Seperti dikabarkan, KPK, Selasa (11/6) memanggil mantan Menneg BUMN, Laksamana Sukardi, terkait dugaan tindak pidana korupsi pada proses penerbitan SKL untuk debitor BLBI. Sebelumnya, KPK juga telah meminta keterangan Kwik Kian Gie (menko perekonomian periode 1999–2000), Rizal Ramli (menko perekonomian periode 2000–2001), Bambang Subianto (menteri keuangan periode 1998–1999), Dorodjatun Kuntjoro-Jakti (menko perekonomian periode 2001–2004), serta beberapa mantan pejabat BPPN seperti Achiran Pandu Djajanto dan I Putu Gede Ary Suta.
Belum Lunas
Pakar hukum pencucian uang Universitas Trisakti, Yenti Garnasih, menilai penyelidikan KPK atas dugaan tindak pidana korupsi pada proses penerbitan SKL kepada debitor BLBI sangat tepat. Pasalnya, SKL kepada sejumlah obligor pengemplang BLBI harus ditinjau ulang karena sebenarnya kewajiban utang mereka belum sepenuhnya lunas.

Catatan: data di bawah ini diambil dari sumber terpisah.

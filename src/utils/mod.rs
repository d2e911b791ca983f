pub mod config;
pub mod url;

pub use config::HarnessConfig;
pub mod dashboard;
pub mod data;
pub mod driver;
pub mod error;
pub mod report;
pub mod runner;
pub mod suites;
pub mod utils;

pub use runner::{Orchestrator, RunOutcome};
pub use utils::HarnessConfig;
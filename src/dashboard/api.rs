//! JSON endpoints of the dashboard
//!
//! Every endpoint delegates to the [`Orchestrator`]. Failures are answered with
//! `{"ok": false, "message": ...}` and a matching status code.

use axum::{
    extract::{Query, State},
    http::{header, StatusCode},
    response::{IntoResponse, Json, Response},
    routing::{get, post},
    Router,
};
use serde::{Deserialize, Serialize};
use std::path::Path;
use std::sync::Arc;

use crate::data::{DataKind, DataProvider};
use crate::error::{ExportError, OrchestratorError, ReportAccessError};
use crate::report::{ReportFormat, ResultQuery};
use crate::runner::registry;
use crate::runner::Orchestrator;
use crate::utils::url::DEFAULT_BASE_URL;

/// Shared state for API handlers
pub struct AppState {
    pub orchestrator: Orchestrator,
}

/// Error payload
#[derive(Debug)]
pub struct ApiError {
    status: StatusCode,
    message: String,
}

impl ApiError {
    fn new(status: StatusCode, message: impl Into<String>) -> Self {
        Self {
            status,
            message: message.into(),
        }
    }
}

impl IntoResponse for ApiError {
    fn into_response(self) -> Response {
        let body = Json(serde_json::json!({ "ok": false, "message": self.message }));
        (self.status, body).into_response()
    }
}

impl From<OrchestratorError> for ApiError {
    fn from(err: OrchestratorError) -> Self {
        let status = match err {
            OrchestratorError::AlreadyRunning { .. } => StatusCode::CONFLICT,
            OrchestratorError::UnknownSuite(_) | OrchestratorError::NoSuitesSelected => {
                StatusCode::BAD_REQUEST
            }
        };
        Self::new(status, err.to_string())
    }
}

impl From<ExportError> for ApiError {
    fn from(err: ExportError) -> Self {
        let status = match err {
            ExportError::NothingToExport => StatusCode::BAD_REQUEST,
            _ => StatusCode::INTERNAL_SERVER_ERROR,
        };
        Self::new(status, err.to_string())
    }
}

impl From<ReportAccessError> for ApiError {
    fn from(err: ReportAccessError) -> Self {
        let status = match err {
            ReportAccessError::ForbiddenPath(_) => StatusCode::FORBIDDEN,
            ReportAccessError::NotFound(_) => StatusCode::NOT_FOUND,
            ReportAccessError::Io { .. } => StatusCode::INTERNAL_SERVER_ERROR,
        };
        Self::new(status, err.to_string())
    }
}

/// Request body for starting a run
#[derive(Debug, Default, Deserialize)]
#[serde(rename_all = "camelCase", default)]
pub struct RunRequest {
    pub base_url: Option<String>,
    /// Restrict the run to these suite ids
    pub suites: Option<Vec<String>>,
}

#[derive(Serialize)]
#[serde(rename_all = "camelCase")]
pub struct RunStarted {
    pub ok: bool,
    pub run_id: String,
    pub base_url: String,
}

#[derive(Deserialize)]
pub struct ExportRequest {
    pub format: Option<String>,
}

#[derive(Serialize)]
pub struct ExportResponse {
    pub ok: bool,
    pub name: String,
    pub path: String,
}

#[derive(Deserialize)]
pub struct DownloadQuery {
    pub path: String,
}

#[derive(Deserialize)]
pub struct SampleQuery {
    pub kind: Option<String>,
    pub seed: Option<u64>,
}

/// Build API router
pub fn api_router() -> Router<Arc<AppState>> {
    Router::new()
        .route("/api/run", post(start_run))
        .route("/api/status", get(get_status))
        .route("/api/tested-data", get(get_tested_data))
        .route("/api/results", get(get_results))
        .route("/api/export", post(export_report))
        .route("/api/download", get(download_report))
        .route("/api/reports", get(list_reports))
        .route("/api/suites", get(list_suites))
        .route("/api/stop", post(stop_run))
        .route("/api/sample-data", get(sample_data))
}

/// POST /api/run - Start a run in the background
async fn start_run(
    State(state): State<Arc<AppState>>,
    Json(request): Json<RunRequest>,
) -> Result<impl IntoResponse, ApiError> {
    let base_url = request
        .base_url
        .filter(|u| !u.trim().is_empty())
        .unwrap_or_else(|| DEFAULT_BASE_URL.to_string());
    let handle = state.orchestrator.start_run(&base_url, request.suites)?;
    let status = state.orchestrator.status();

    Ok((
        StatusCode::ACCEPTED,
        Json(RunStarted {
            ok: true,
            run_id: handle.run_id.clone(),
            base_url: status.base_url.unwrap_or(base_url),
        }),
    ))
}

/// GET /api/status
async fn get_status(State(state): State<Arc<AppState>>) -> impl IntoResponse {
    Json(state.orchestrator.status())
}

/// GET /api/tested-data - Summary, results and weaknesses of the latest run
async fn get_tested_data(State(state): State<Arc<AppState>>) -> impl IntoResponse {
    Json(state.orchestrator.tagged_data())
}

/// GET /api/results?outcome=&testType=&severity=&search=
async fn get_results(
    State(state): State<Arc<AppState>>,
    Query(query): Query<ResultQuery>,
) -> impl IntoResponse {
    Json(state.orchestrator.results(&query))
}

/// POST /api/export
async fn export_report(
    State(state): State<Arc<AppState>>,
    Json(request): Json<ExportRequest>,
) -> Result<impl IntoResponse, ApiError> {
    let format = match request.format.as_deref() {
        Some(raw) => raw
            .parse::<ReportFormat>()
            .map_err(|e| ApiError::new(StatusCode::BAD_REQUEST, e))?,
        None => state
            .orchestrator
            .config()
            .auto_report
            .unwrap_or(ReportFormat::Spreadsheet),
    };

    let path = state.orchestrator.export_report(format)?;
    let name = path
        .file_name()
        .map(|n| n.to_string_lossy().to_string())
        .unwrap_or_default();
    Ok(Json(ExportResponse {
        ok: true,
        name,
        path: path.display().to_string(),
    }))
}

/// GET /api/download?path= - Bytes of a report inside the reports directory
async fn download_report(
    State(state): State<Arc<AppState>>,
    Query(query): Query<DownloadQuery>,
) -> Result<Response, ApiError> {
    let bytes = state.orchestrator.download_report(&query.path).await?;
    let name = Path::new(&query.path)
        .file_name()
        .map(|n| n.to_string_lossy().to_string())
        .unwrap_or_else(|| "report".to_string());

    Ok((
        [
            (header::CONTENT_TYPE, content_type(&name).to_string()),
            (
                header::CONTENT_DISPOSITION,
                format!("attachment; filename=\"{}\"", name),
            ),
        ],
        bytes,
    )
        .into_response())
}

fn content_type(name: &str) -> &'static str {
    match Path::new(name).extension().and_then(|e| e.to_str()) {
        Some("csv") => "text/csv; charset=utf-8",
        Some("xlsx") => "application/vnd.openxmlformats-officedocument.spreadsheetml.sheet",
        Some("json") => "application/json",
        Some("xml") => "application/xml",
        _ => "application/octet-stream",
    }
}

/// GET /api/reports
async fn list_reports(State(state): State<Arc<AppState>>) -> impl IntoResponse {
    Json(serde_json::json!({ "reports": state.orchestrator.list_reports() }))
}

/// GET /api/suites
async fn list_suites() -> impl IntoResponse {
    Json(serde_json::json!({ "suites": registry::describe() }))
}

/// POST /api/stop - Ask the current run to stop after its in-flight checks
async fn stop_run(State(state): State<Arc<AppState>>) -> impl IntoResponse {
    let stopping = state.orchestrator.request_stop();
    let message = if stopping {
        "stop requested"
    } else {
        "no run in progress"
    };
    Json(serde_json::json!({ "ok": stopping, "message": message }))
}

/// GET /api/sample-data?kind=&seed=
async fn sample_data(Query(query): Query<SampleQuery>) -> Result<impl IntoResponse, ApiError> {
    let kind = match query.kind.as_deref() {
        Some(raw) => raw
            .parse::<DataKind>()
            .map_err(|e| ApiError::new(StatusCode::BAD_REQUEST, e))?,
        None => DataKind::ValidUser,
    };
    let provider = DataProvider::new(query.seed);
    Ok(Json(provider.generate(kind, None)))
}

#[cfg(test)]
mod tests {
    use super::*;
    use crate::dashboard::server::router;
    use crate::driver::traits::scripted::{ScriptedAdapter, ScriptedFactory};
    use crate::utils::HarnessConfig;
    use axum::body::{to_bytes, Body};
    use axum::http::Request;
    use tower::ServiceExt;

    fn app(reports: &Path) -> Router {
        let config = HarnessConfig {
            reports_dir: reports.to_path_buf(),
            auto_report: None,
            seed: Some(5),
            ..Default::default()
        };
        let orchestrator = Orchestrator::with_factory(
            config,
            Arc::new(ScriptedFactory::new(ScriptedAdapter::new()).without_browser()),
        );
        router(Arc::new(AppState { orchestrator }))
    }

    async fn call(app: Router, req: Request<Body>) -> (StatusCode, serde_json::Value) {
        let resp = app.oneshot(req).await.unwrap();
        let status = resp.status();
        let bytes = to_bytes(resp.into_body(), usize::MAX).await.unwrap();
        let json = serde_json::from_slice(&bytes).unwrap_or(serde_json::Value::Null);
        (status, json)
    }

    fn get(uri: &str) -> Request<Body> {
        Request::builder().uri(uri).body(Body::empty()).unwrap()
    }

    fn post_json(uri: &str, body: serde_json::Value) -> Request<Body> {
        Request::builder()
            .method("POST")
            .uri(uri)
            .header("content-type", "application/json")
            .body(Body::from(body.to_string()))
            .unwrap()
    }

    #[tokio::test]
    async fn test_status_is_idle_before_any_run() {
        let dir = tempfile::tempdir().unwrap();
        let (status, json) = call(app(dir.path()), get("/api/status")).await;
        assert_eq!(status, StatusCode::OK);
        assert_eq!(json["state"], "idle");
        assert_eq!(json["running"], false);
    }

    #[tokio::test]
    async fn test_unknown_suite_is_bad_request() {
        let dir = tempfile::tempdir().unwrap();
        let (status, json) = call(
            app(dir.path()),
            post_json(
                "/api/run",
                serde_json::json!({ "baseUrl": "http://t.test", "suites": ["checkout"] }),
            ),
        )
        .await;
        assert_eq!(status, StatusCode::BAD_REQUEST);
        assert_eq!(json["ok"], false);
        assert!(json["message"].as_str().unwrap().contains("checkout"));
    }

    #[tokio::test]
    async fn test_export_without_results_is_bad_request() {
        let dir = tempfile::tempdir().unwrap();
        let (status, json) = call(
            app(dir.path()),
            post_json("/api/export", serde_json::json!({ "format": "csv" })),
        )
        .await;
        assert_eq!(status, StatusCode::BAD_REQUEST);
        assert_eq!(json["message"], "no test results to export");

        let (status, _) = call(
            app(dir.path()),
            post_json("/api/export", serde_json::json!({ "format": "pdf" })),
        )
        .await;
        assert_eq!(status, StatusCode::BAD_REQUEST);
    }

    #[tokio::test]
    async fn test_download_is_confined_to_reports_dir() {
        let dir = tempfile::tempdir().unwrap();
        let reports = dir.path().join("reports");
        std::fs::create_dir_all(&reports).unwrap();
        std::fs::write(dir.path().join("secret.txt"), "x").unwrap();
        std::fs::write(reports.join("run.csv"), "caseName,outcome\n").unwrap();

        let (status, json) = call(app(&reports), get("/api/download?path=../secret.txt")).await;
        assert_eq!(status, StatusCode::FORBIDDEN);
        assert_eq!(json["ok"], false);

        let (status, _) = call(app(&reports), get("/api/download?path=missing.csv")).await;
        assert_eq!(status, StatusCode::NOT_FOUND);

        let resp = app(&reports)
            .oneshot(get("/api/download?path=run.csv"))
            .await
            .unwrap();
        assert_eq!(resp.status(), StatusCode::OK);
        assert_eq!(
            resp.headers()[header::CONTENT_TYPE],
            "text/csv; charset=utf-8"
        );
        let bytes = to_bytes(resp.into_body(), usize::MAX).await.unwrap();
        assert!(bytes.starts_with(b"caseName,outcome"));
    }

    #[tokio::test]
    async fn test_suites_and_empty_tested_data() {
        let dir = tempfile::tempdir().unwrap();
        let (_, json) = call(app(dir.path()), get("/api/suites")).await;
        assert_eq!(json["suites"].as_array().unwrap().len(), 5);
        assert_eq!(json["suites"][4]["id"], "api");

        let (status, json) = call(app(dir.path()), get("/api/tested-data")).await;
        assert_eq!(status, StatusCode::OK);
        assert_eq!(json, serde_json::json!({}));
    }

    #[tokio::test]
    async fn test_sample_data_is_seeded() {
        let dir = tempfile::tempdir().unwrap();
        let (status, first) = call(
            app(dir.path()),
            get("/api/sample-data?kind=valid-user&seed=4"),
        )
        .await;
        assert_eq!(status, StatusCode::OK);
        let (_, second) = call(
            app(dir.path()),
            get("/api/sample-data?kind=valid_user&seed=4"),
        )
        .await;
        assert_eq!(first["fields"]["email"], second["fields"]["email"]);

        let (status, _) = call(app(dir.path()), get("/api/sample-data?kind=robot")).await;
        assert_eq!(status, StatusCode::BAD_REQUEST);
    }

    #[tokio::test]
    async fn test_stop_without_run() {
        let dir = tempfile::tempdir().unwrap();
        let (status, json) = call(app(dir.path()), Request::builder().method("POST").uri("/api/stop").body(Body::empty()).unwrap()).await;
        assert_eq!(status, StatusCode::OK);
        assert_eq!(json["ok"], false);
    }

    #[test]
    fn test_error_status_mapping() {
        let busy = ApiError::from(OrchestratorError::AlreadyRunning {
            run_id: "r1".into(),
        });
        assert_eq!(busy.status, StatusCode::CONFLICT);
        let forbidden = ApiError::from(ReportAccessError::ForbiddenPath("../x".into()));
        assert_eq!(forbidden.status, StatusCode::FORBIDDEN);
    }
}
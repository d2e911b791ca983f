use crate::error::{AdapterResult, OrchestrationFault};
use crate::utils::HarnessConfig;
use async_trait::async_trait;
use std::collections::BTreeMap;
use std::fmt;
use std::sync::Arc;
use std::time::Duration;

/// Element locator for browser pages
#[derive(Debug, Clone, PartialEq, Eq)]
pub enum Locator {
    /// Raw CSS selector
    Css(String),
    /// Exact visible text
    Text(String),
    /// Element id attribute
    Id(String),
    /// Element name attribute
    Name(String),
    /// Element type alias (textfield, button, submit, link, checkbox, radio)
    Type(String),
    /// Placeholder text
    Placeholder(String),
    XPath(String),
    /// First alternative that matches anything
    AnyOf(Vec<Locator>),
}

impl Locator {
    pub fn css(s: impl Into<String>) -> Self {
        Locator::Css(s.into())
    }

    pub fn text(s: impl Into<String>) -> Self {
        Locator::Text(s.into())
    }

    pub fn name(s: impl Into<String>) -> Self {
        Locator::Name(s.into())
    }

    /// Input matched by `name`, `id`, or `type` equal to `field`.
    pub fn field(field: &str) -> Self {
        Locator::Css(format!(
            "input[name='{f}'], input[id='{f}'], input[type='{f}'], textarea[name='{f}'], select[name='{f}']",
            f = field
        ))
    }
}

impl fmt::Display for Locator {
    fn fmt(&self, f: &mut fmt::Formatter<'_>) -> fmt::Result {
        match self {
            Locator::Css(s) => write!(f, "css={}", s),
            Locator::Text(s) => write!(f, "text=\"{}\"", s),
            Locator::Id(s) => write!(f, "#{}", s),
            Locator::Name(s) => write!(f, "[name=\"{}\"]", s),
            Locator::Type(s) => write!(f, "type={}", s),
            Locator::Placeholder(s) => write!(f, "[placeholder=\"{}\"]", s),
            Locator::XPath(s) => write!(f, "xpath={}", s),
            Locator::AnyOf(all) => {
                let parts: Vec<String> = all.iter().map(|l| l.to_string()).collect();
                write!(f, "any({})", parts.join(" | "))
            }
        }
    }
}

/// Plain HTTP request issued through an adapter
#[derive(Debug, Clone)]
pub struct HttpRequest {
    pub method: reqwest::Method,
    pub url: String,
    pub headers: Vec<(String, String)>,
    pub body: Option<String>,
}

impl HttpRequest {
    pub fn new(method: reqwest::Method, url: impl Into<String>) -> Self {
        Self {
            method,
            url: url.into(),
            headers: Vec::new(),
            body: None,
        }
    }

    pub fn get(url: impl Into<String>) -> Self {
        Self::new(reqwest::Method::GET, url)
    }

    pub fn post(url: impl Into<String>) -> Self {
        Self::new(reqwest::Method::POST, url)
    }

    pub fn header(mut self, name: impl Into<String>, value: impl Into<String>) -> Self {
        self.headers.push((name.into(), value.into()));
        self
    }

    pub fn json_body(self, body: impl Into<String>) -> Self {
        let mut req = self.header("Content-Type", "application/json");
        req.body = Some(body.into());
        req
    }
}

#[derive(Debug, Clone)]
pub struct HttpResponse {
    pub status: u16,
    /// Header names are lowercased
    pub headers: BTreeMap<String, String>,
    pub body: String,
    pub elapsed: Duration,
    pub final_url: String,
}

impl HttpResponse {
    pub fn header(&self, name: &str) -> Option<&str> {
        self.headers.get(&name.to_lowercase()).map(String::as_str)
    }

    pub fn is_json(&self) -> bool {
        self.header("content-type")
            .is_some_and(|ct| ct.contains("application/json"))
    }

    pub fn is_success(&self) -> bool {
        (200..300).contains(&self.status)
    }
}

/// Result of loading a page
#[derive(Debug, Clone)]
pub struct Navigation {
    pub final_url: String,
    pub status: Option<u16>,
    pub elapsed: Duration,
}

#[derive(Debug, Clone)]
pub struct FormField {
    pub locator: Locator,
    /// Key used when the form is posted without a browser
    pub name: String,
    pub value: String,
}

/// Field values to fill and how to submit them
#[derive(Debug, Clone, Default)]
pub struct FormSubmission {
    pub fields: Vec<FormField>,
    pub submit: Option<Locator>,
    /// Endpoint for adapters that post the form directly
    pub action: Option<String>,
}

impl FormSubmission {
    pub fn new() -> Self {
        Self::default()
    }

    /// Fill the input located by [`Locator::field`] for `name`.
    pub fn field(mut self, name: &str, value: impl Into<String>) -> Self {
        self.fields.push(FormField {
            locator: Locator::field(name),
            name: name.to_string(),
            value: value.into(),
        });
        self
    }

    pub fn field_at(mut self, locator: Locator, name: &str, value: impl Into<String>) -> Self {
        self.fields.push(FormField {
            locator,
            name: name.to_string(),
            value: value.into(),
        });
        self
    }

    pub fn submit_with(mut self, locator: Locator) -> Self {
        self.submit = Some(locator);
        self
    }

    pub fn action(mut self, url: impl Into<String>) -> Self {
        self.action = Some(url.into());
        self
    }
}

#[derive(Debug, Clone, Default, PartialEq, Eq)]
pub struct ElementInfo {
    pub visible: bool,
    pub text: String,
    /// Number of matching elements
    pub count: usize,
}

/// Uniform access to the system under test.
///
/// Every operation either returns a typed outcome or an [`crate::error::AdapterError`]
/// carrying a stable reason. Implementations never panic on target failures.
#[async_trait]
pub trait TargetAdapter: Send + Sync {
    /// Adapter name ("browser", "http")
    fn name(&self) -> &str;

    async fn navigate(&self, url: &str) -> AdapterResult<Navigation>;

    async fn submit_form(&self, form: &FormSubmission) -> AdapterResult<Navigation>;

    async fn locate(&self, locator: &Locator) -> AdapterResult<ElementInfo>;

    async fn request(&self, request: &HttpRequest) -> AdapterResult<HttpResponse>;
}

/// Browser-backed adapter with page interaction primitives
#[async_trait]
pub trait BrowserSession: TargetAdapter {
    async fn is_present(&self, locator: &Locator) -> AdapterResult<bool> {
        Ok(self.locate(locator).await?.count > 0)
    }

    async fn is_visible(&self, locator: &Locator) -> AdapterResult<bool> {
        Ok(self.locate(locator).await?.visible)
    }

    async fn click(&self, locator: &Locator) -> AdapterResult<()>;

    async fn type_text(&self, locator: &Locator, text: &str) -> AdapterResult<()>;

    /// Wait until the locator matches, failing with TIMEOUT.
    async fn wait_for(&self, locator: &Locator, timeout: Duration) -> AdapterResult<()>;

    async fn title(&self) -> AdapterResult<String>;

    async fn page_source(&self) -> AdapterResult<String>;

    async fn current_url(&self) -> AdapterResult<String>;

    async fn back(&self) -> AdapterResult<()>;

    async fn forward(&self) -> AdapterResult<()>;

    async fn set_viewport(&self, width: u32, height: u32) -> AdapterResult<()>;

    /// Values of `attribute` on every element matching the locator.
    async fn attribute_values(&self, locator: &Locator, attribute: &str)
        -> AdapterResult<Vec<String>>;

    async fn close(&self) -> AdapterResult<()>;
}

/// Opens adapter sessions for suites
#[async_trait]
pub trait AdapterFactory: Send + Sync {
    async fn open_browser(&self) -> Result<Arc<dyn BrowserSession>, OrchestrationFault>;

    async fn http_client(&self) -> Result<Arc<dyn TargetAdapter>, OrchestrationFault>;
}

/// Playwright browser sessions and reqwest HTTP clients
pub struct DefaultAdapterFactory {
    config: HarnessConfig,
}

impl DefaultAdapterFactory {
    pub fn new(config: HarnessConfig) -> Self {
        Self { config }
    }
}

#[async_trait]
impl AdapterFactory for DefaultAdapterFactory {
    async fn open_browser(&self) -> Result<Arc<dyn BrowserSession>, OrchestrationFault> {
        let driver = super::web::WebDriver::new(super::web::WebDriverConfig::from(&self.config))
            .await
            .map_err(|e| OrchestrationFault::AdapterUnavailable {
                adapter: "browser",
                message: format!("{:#}", e),
            })?;
        Ok(Arc::new(driver))
    }

    async fn http_client(&self) -> Result<Arc<dyn TargetAdapter>, OrchestrationFault> {
        let client = super::http::HttpAdapter::new(self.config.adapter_timeout()).map_err(|e| {
            OrchestrationFault::AdapterUnavailable {
                adapter: "http",
                message: e.to_string(),
            }
        })?;
        Ok(Arc::new(client))
    }
}


#[cfg(test)]
mod tests {
    use super::*;

    #[test]
    fn test_field_locator_covers_name_id_and_type() {
        let Locator::Css(css) = Locator::field("email") else {
            panic!("expected css locator");
        };
        assert!(css.contains("input[name='email']"));
        assert!(css.contains("input[id='email']"));
        assert!(css.contains("input[type='email']"));
    }

    #[test]
    fn test_response_header_lookup_is_case_insensitive() {
        let mut resp = scripted::response(200);
        resp.headers
            .insert("content-type".into(), "application/json; charset=utf-8".into());
        assert_eq!(
            resp.header("Content-Type"),
            Some("application/json; charset=utf-8")
        );
        assert!(resp.is_json());
    }

    #[tokio::test]
    async fn test_default_presence_builds_on_locate() {
        let adapter = scripted::ScriptedAdapter::new().element(
            &Locator::css("form"),
            ElementInfo {
                visible: true,
                text: String::new(),
                count: 1,
            },
        );
        assert!(adapter.is_present(&Locator::css("form")).await.unwrap());
        assert!(!adapter.is_visible(&Locator::css("nav")).await.unwrap());
    }
}
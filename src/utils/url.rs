use regex::Regex;
use reqwest::Url;
use std::sync::OnceLock;

/// Base URL used when the input is empty or has no host.
pub const DEFAULT_BASE_URL: &str = "http://127.0.0.1:8000";

/// Normalize a user supplied base URL.
///
/// Trims whitespace and surrounding quotes, drops a leading `@` left over from
/// copy/paste, adds `https://` when no scheme is given and falls back to
/// [`DEFAULT_BASE_URL`] when no host can be found. Trailing slashes are removed so
/// paths can be appended with [`join_url`].
pub fn normalize_base_url(raw: &str) -> String {
    let trimmed = raw.trim().trim_matches(|c| c == '"' || c == '\'').trim();
    let trimmed = trimmed.strip_prefix('@').unwrap_or(trimmed);
    if trimmed.is_empty() {
        return DEFAULT_BASE_URL.to_string();
    }

    let candidate = if trimmed.contains("://") {
        trimmed.to_string()
    } else {
        format!("https://{}", trimmed)
    };

    match Url::parse(&candidate) {
        Ok(url) if url.host_str().is_some_and(|h| !h.is_empty()) => {
            candidate.trim_end_matches('/').to_string()
        }
        _ => DEFAULT_BASE_URL.to_string(),
    }
}

/// Append `path` to `base`, tolerating slashes on either side.
pub fn join_url(base: &str, path: &str) -> String {
    if path.starts_with("http://") || path.starts_with("https://") {
        return path.to_string();
    }
    format!(
        "{}/{}",
        base.trim_end_matches('/'),
        path.trim_start_matches('/')
    )
}

/// Host part of a URL including a non-default port, e.g. `example.com:8080`.
pub fn host_of(url: &str) -> String {
    match Url::parse(url) {
        Ok(parsed) => match (parsed.host_str(), parsed.port()) {
            (Some(host), Some(port)) => format!("{}:{}", host, port),
            (Some(host), None) => host.to_string(),
            _ => String::new(),
        },
        Err(_) => String::new(),
    }
}

/// Host reduced to characters safe for a file name.
pub fn sanitize_host(host: &str) -> String {
    static UNSAFE: OnceLock<Regex> = OnceLock::new();
    let re = UNSAFE.get_or_init(|| Regex::new(r"[^A-Za-z0-9.\-]+").expect("valid regex"));
    let cleaned = re.replace_all(host, "_");
    let cleaned = cleaned.trim_matches(|c| c == '_' || c == '.');
    if cleaned.is_empty() {
        "target".to_string()
    } else {
        cleaned.to_string()
    }
}

/// True when `link` points at the same host as `base` or is relative.
pub fn is_internal_link(base: &str, link: &str) -> bool {
    let Ok(base_url) = Url::parse(base) else {
        return false;
    };
    match base_url.join(link) {
        Ok(resolved) => {
            matches!(resolved.scheme(), "http" | "https")
                && resolved.host_str() == base_url.host_str()
        }
        Err(_) => false,
    }
}

/// Absolute http(s) form of `link` as seen from `page`; `None` for
/// `javascript:`, `mailto:`, fragments and unparsable hrefs.
pub fn resolve_link(page: &str, link: &str) -> Option<String> {
    let link = link.trim();
    if link.is_empty() || link.starts_with('#') {
        return None;
    }
    let resolved = Url::parse(page).ok()?.join(link).ok()?;
    matches!(resolved.scheme(), "http" | "https").then(|| resolved.to_string())
}

#[cfg(test)]
mod tests {
    use super::*;

    #[test]
    fn test_normalize_base_url() {
        assert_eq!(normalize_base_url("  'example.com/' "), "https://example.com");
        assert_eq!(normalize_base_url("@http://localhost:3000"), "http://localhost:3000");
        assert_eq!(normalize_base_url("\"https://shop.test/app/\""), "https://shop.test/app");
        assert_eq!(normalize_base_url(""), DEFAULT_BASE_URL);
        assert_eq!(normalize_base_url("http://"), DEFAULT_BASE_URL);
    }

    #[test]
    fn test_join_url() {
        assert_eq!(join_url("http://a.test/", "/login"), "http://a.test/login");
        assert_eq!(join_url("http://a.test", "api/v1"), "http://a.test/api/v1");
        assert_eq!(join_url("http://a.test", "https://b.test/x"), "https://b.test/x");
    }

    #[test]
    fn test_resolve_link() {
        assert_eq!(
            resolve_link("http://a.test/shop/", "cart").as_deref(),
            Some("http://a.test/shop/cart")
        );
        assert_eq!(
            resolve_link("http://a.test", "/about").as_deref(),
            Some("http://a.test/about")
        );
        assert_eq!(resolve_link("http://a.test", "javascript:void(0)"), None);
        assert_eq!(resolve_link("http://a.test", "mailto:x@a.test"), None);
        assert_eq!(resolve_link("http://a.test", "#top"), None);
    }

    #[test]
    fn test_sanitize_host() {
        assert_eq!(sanitize_host("127.0.0.1:8000"), "127.0.0.1_8000");
        assert_eq!(sanitize_host("../../etc"), "etc");
        assert_eq!(sanitize_host(""), "target");
        assert_eq!(host_of("http://shop.test:8080/a"), "shop.test:8080");
    }

    #[test]
    fn test_internal_links() {
        assert!(is_internal_link("http://a.test", "/about"));
        assert!(is_internal_link("http://a.test", "http://a.test/contact"));
        assert!(!is_internal_link("http://a.test", "https://other.test/"));
        assert!(!is_internal_link("http://a.test", "mailto:x@a.test"));
    }
}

"Harus dilihat dan diseleksi siapa saja obligor yang pantas menerima SKL. Ada fakta yang menyebutkan bahwa proses itu tidak melalui seleksi. Kewajiban utang mereka belum sepenuhnya lunas, tapi dibuat seakan-akan utang mereka sudah lunas," kata Yenti, Rabu.
Yenti menilai proses penerbitan SKL tersebut ada penyimpangan yang berujung pada tindak pidana korupsi. Kemungkinan pelanggaran yang bisa terjadi antara lain ada penyuapan dari obligor pengemplang BLBI terhadap sejumlah pejabat tinggi yang memiliki kewenangan menerbitkan SKL.
"Ini yang mesti ditelusuri lebih lanjut oleh KPK. Mereka (obligor) itu menjanjikan apa untuk membuat para pejabat tinggi saat itu memuluskan penerbitan SKL. Jika ditemukan bukti ke arah sana, siapa pun pejabat yang terlibat harus ditindak," tegas dia.
Untuk itu, Yenti mendesak KPK agar secepatnya memeriksa sejumlah obligor pengemplang BLBI yang belum melunasi semua utangnya. "Semua harus dipanggil untuk dimintai keterangan soal ini agar kasus BLBI dapat dibongkar semuanya. Ini megaskandal luar biasa, 600 triliun kerugiannya," tukas Yenti.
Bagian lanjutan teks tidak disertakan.